Wednesday, October 17, 2012

The Last Days Of Lance Armstrong

      He stood in the middle of Kansas with the entire country around him. But then ... oops, evidence surfaced....California slipped into the ocean. Followed by more evidence... Maine and New Hampshire dropped off the map. And then more evidence. There goes Oregon. Then Florida. As more and more facts surfaced, the country that elevated him fell away. Today, Lance is surrounded by only his posse. Or in this analogy, an acre of supporters. This week, almost all of his sponsors dropped away. Soon, the posse will collapse. And Lance will be standing on a rock where Kansas used to be. Lance Armstrong has denied using performance enhancing drugs to win his seven Tours de France. Now we see the fabric unraveling. We see the mountain of evidence, and we now know that he was the kingpin of an extensive organized crime ring involving the governing body, sponsors, trainers, and a cast of thousands.

     It could have been different.

     Lance could have come clean right from the start when the first serious allegations came out. It would have saved all of this trouble from happening. America forgives and forgets very easily. He could have avoided all this. Instead, the Texan in him - the brashness that drew attention to him in the first place - dug in his heals and held his ground - fooled into believing that the people he bullied would remain silent, and that those who feared his powerful wrath would leave him alone. He was also fooled into believing that the fortress he had built around him would hold back the advancing mob. Had he come clean immediately, his entire persona would have been elevated further. He would have been made the patron saint of forgiveness. And we would have moved on.

     It could have been altogether different.

     As outlined in David Walsh's book 'From Lance to Landis', Armstrong's ego couldn't take losing to European farm boys. He had dominated the American scene as a clean rider, but when he made the jump to European racing, he got has ass handed to him. That's when "the program" began in earnest. Lance emerged as a Tour contender in 1999, one year after the Festina Affair, a drug scandal involving a French team at the TdF. Lance came along as a cancer survivor with the personality and panache of a Bernard Hinault, and the UCI saw the opportunity to present a new and cleaner image to the world. 'Look what we have done. We have entered a new era in sport. We have a new hero.' (Actually, I think the UCI was caught with their pants down when Lance won the '99 TdF. They didn't have the technology to catch him, and after the huge response by the cancer survivor community, they didn't dare try.)  Now we're learning that the reality was completely foul. The drug problem was made worse than ever. Lance, quickly capitalizing financially on his 'success' and the popularity of his cause, suddenly had the means to become the mob boss of cycling.

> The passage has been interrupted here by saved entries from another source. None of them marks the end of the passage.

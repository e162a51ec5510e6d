//! Game states and the move transition engine.
//!
//! The game is a sum type with one variant per phase, so phase-specific
//! data exists only where it is meaningful: `next_player` while the game
//! is ongoing, `winner` once it is won, neither on a draw.
//!
//! Transitions are pure: [`Game::play`] borrows the current state and
//! returns a brand-new one, so callers keep their pre-call value on
//! error, and replaying the same move on the same state always yields
//! the same result.

use crate::action::{Move, MoveError};
use crate::position::Position;
use crate::rules;
use crate::types::{Board, Player};
use crate::validation::PlayersTurn;
use serde::{Deserialize, Serialize};
use tracing::instrument;

// ─────────────────────────────────────────────────────────────
//  Ongoing Phase
// ─────────────────────────────────────────────────────────────

/// Game in progress: the board plus whose turn is next.
#[derive(Debug, Clone, Copy, PartialEq, Eq, Serialize, Deserialize)]
pub struct OngoingGame {
    board: Board,
    next_player: Player,
}

impl OngoingGame {
    /// Creates a fresh game: empty board, the given player to move first.
    ///
    /// The starting player is the caller's choice, conventionally
    /// [`Player::X`].
    pub fn new(starting_player: Player) -> Self {
        Self {
            board: Board::new(),
            next_player: starting_player,
        }
    }

    /// Returns the board.
    pub fn board(&self) -> &Board {
        &self.board
    }

    /// Returns the player expected to move next.
    pub fn next_player(&self) -> Player {
        self.next_player
    }

    /// Returns the positions still open for a move.
    #[instrument(skip(self))]
    pub fn valid_moves(&self) -> Vec<Position> {
        Position::valid_moves(&self.board)
    }

    /// Applies one move and returns the resulting state.
    ///
    /// Checks turn order, places the mark, then classifies the new board:
    /// a completed line wins, a full board without one draws, anything
    /// else continues with the other player. Win is checked before
    /// fullness, so a move that does both wins.
    ///
    /// # Errors
    ///
    /// Returns [`MoveError::WrongPlayer`] if it is not the player's turn,
    /// or [`MoveError::SquareOccupied`] if the target square holds a mark.
    #[instrument(skip(self))]
    pub fn play(&self, action: Move) -> Result<Game, MoveError> {
        PlayersTurn::check(&action, self)?;
        let board = self.board.with_square(action.position, action.player)?;

        if rules::is_winner(&board, action.player) {
            return Ok(Game::Won(WonGame {
                board,
                winner: action.player,
            }));
        }

        if rules::is_full(&board) {
            return Ok(Game::Draw(DrawGame { board }));
        }

        Ok(Game::Ongoing(OngoingGame {
            board,
            next_player: action.player.opponent(),
        }))
    }
}

// ─────────────────────────────────────────────────────────────
//  Terminal Phases
// ─────────────────────────────────────────────────────────────

/// Finished game with a winner.
///
/// The winner is always present, not `Option`.
#[derive(Debug, Clone, Copy, PartialEq, Eq, Serialize, Deserialize)]
pub struct WonGame {
    board: Board,
    winner: Player,
}

impl WonGame {
    /// Returns the board.
    pub fn board(&self) -> &Board {
        &self.board
    }

    /// Returns the winning player.
    pub fn winner(&self) -> Player {
        self.winner
    }
}

/// Finished game with a full board and no winner.
#[derive(Debug, Clone, Copy, PartialEq, Eq, Serialize, Deserialize)]
pub struct DrawGame {
    board: Board,
}

impl DrawGame {
    /// Returns the board.
    pub fn board(&self) -> &Board {
        &self.board
    }
}

// ─────────────────────────────────────────────────────────────
//  Sum Type
// ─────────────────────────────────────────────────────────────

/// Complete game state: exactly one of ongoing, won, or drawn.
#[derive(Debug, Clone, Copy, PartialEq, Eq, Serialize, Deserialize)]
pub enum Game {
    /// Game continues; a move is expected.
    Ongoing(OngoingGame),
    /// Game ended with a winner.
    Won(WonGame),
    /// Game ended with a full board and no winner.
    Draw(DrawGame),
}

impl Game {
    /// Creates a fresh ongoing game with an empty board.
    pub fn new(starting_player: Player) -> Self {
        Game::Ongoing(OngoingGame::new(starting_player))
    }

    /// Applies one move and returns the resulting state.
    ///
    /// The finished-game check runs before any other validation, so a
    /// move against a terminal state fails the same way regardless of
    /// what else is wrong with it.
    ///
    /// # Errors
    ///
    /// Returns [`MoveError::GameFinished`] if the game is over,
    /// [`MoveError::WrongPlayer`] if it is not the player's turn, or
    /// [`MoveError::SquareOccupied`] if the target square holds a mark.
    #[instrument(skip(self))]
    pub fn play(&self, action: Move) -> Result<Game, MoveError> {
        match self {
            Game::Ongoing(game) => game.play(action),
            Game::Won(_) | Game::Draw(_) => Err(MoveError::GameFinished),
        }
    }

    /// Folds a move sequence over a fresh game.
    ///
    /// # Errors
    ///
    /// Propagates the first [`MoveError`] encountered, if any.
    #[instrument]
    pub fn replay(starting_player: Player, moves: &[Move]) -> Result<Game, MoveError> {
        let mut game = Game::new(starting_player);
        for action in moves {
            game = game.play(*action)?;
        }
        Ok(game)
    }

    /// Returns the board, whatever the phase.
    pub fn board(&self) -> &Board {
        match self {
            Game::Ongoing(game) => game.board(),
            Game::Won(game) => game.board(),
            Game::Draw(game) => game.board(),
        }
    }

    /// Returns the player to move, if the game is ongoing.
    pub fn next_player(&self) -> Option<Player> {
        match self {
            Game::Ongoing(game) => Some(game.next_player()),
            Game::Won(_) | Game::Draw(_) => None,
        }
    }

    /// Returns the winner, if the game is won.
    pub fn winner(&self) -> Option<Player> {
        match self {
            Game::Won(game) => Some(game.winner()),
            Game::Ongoing(_) | Game::Draw(_) => None,
        }
    }

    /// Returns true if the game is won or drawn.
    pub fn is_finished(&self) -> bool {
        !matches!(self, Game::Ongoing(_))
    }
}

impl std::fmt::Display for Game {
    fn fmt(&self, f: &mut std::fmt::Formatter<'_>) -> std::fmt::Result {
        match self {
            Game::Ongoing(game) => write!(f, "{} to move\n{}", game.next_player(), game.board()),
            Game::Won(game) => write!(f, "Player {} wins\n{}", game.winner(), game.board()),
            Game::Draw(game) => write!(f, "Draw\n{}", game.board()),
        }
    }
}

    It should have been different.

    Maybe I'm an idealistic fool who still believes in honesty, but it seems to me that if I had super powers (other than my sense of humor and my Tortilla Soup recipe), I would use them for good not evil. Lance's super powers are his intense personality, fearlessness, and his amazing athletic ability. He could have used them for good. Instead of going to the dark side and delving into the drug world, why didn't he use his brashness, fearlessness, cockiness, and powerful riding to destroy the Omerta from within? Demand that they race clean. Call them out. Challenge them. Change the world.

     If anyone could have done it, it was the Lance freakin' Armstrong that I knew before the drugs. He was a superior athlete with an ass whoopin' personality. That's a Texan that we could all respect. I saw it with my own eyes almost every weekend as an announcer in 1991-92-93. He was a specimen of confidence and heart. He despised losing. He did amazing things on the bike to prevent it. He took no shit from anyone. He was awesome.

      Instead, he took the lowest road possible and drove it to the end of the earth.

      The problem here is more than a question about simply using drugs. He has railroaded innocent people, ruined careers, shattered opportunities, squashed dreams, stolen monies, and generally f***ed everything up for an entire sport.

     And it didn't have to be that way.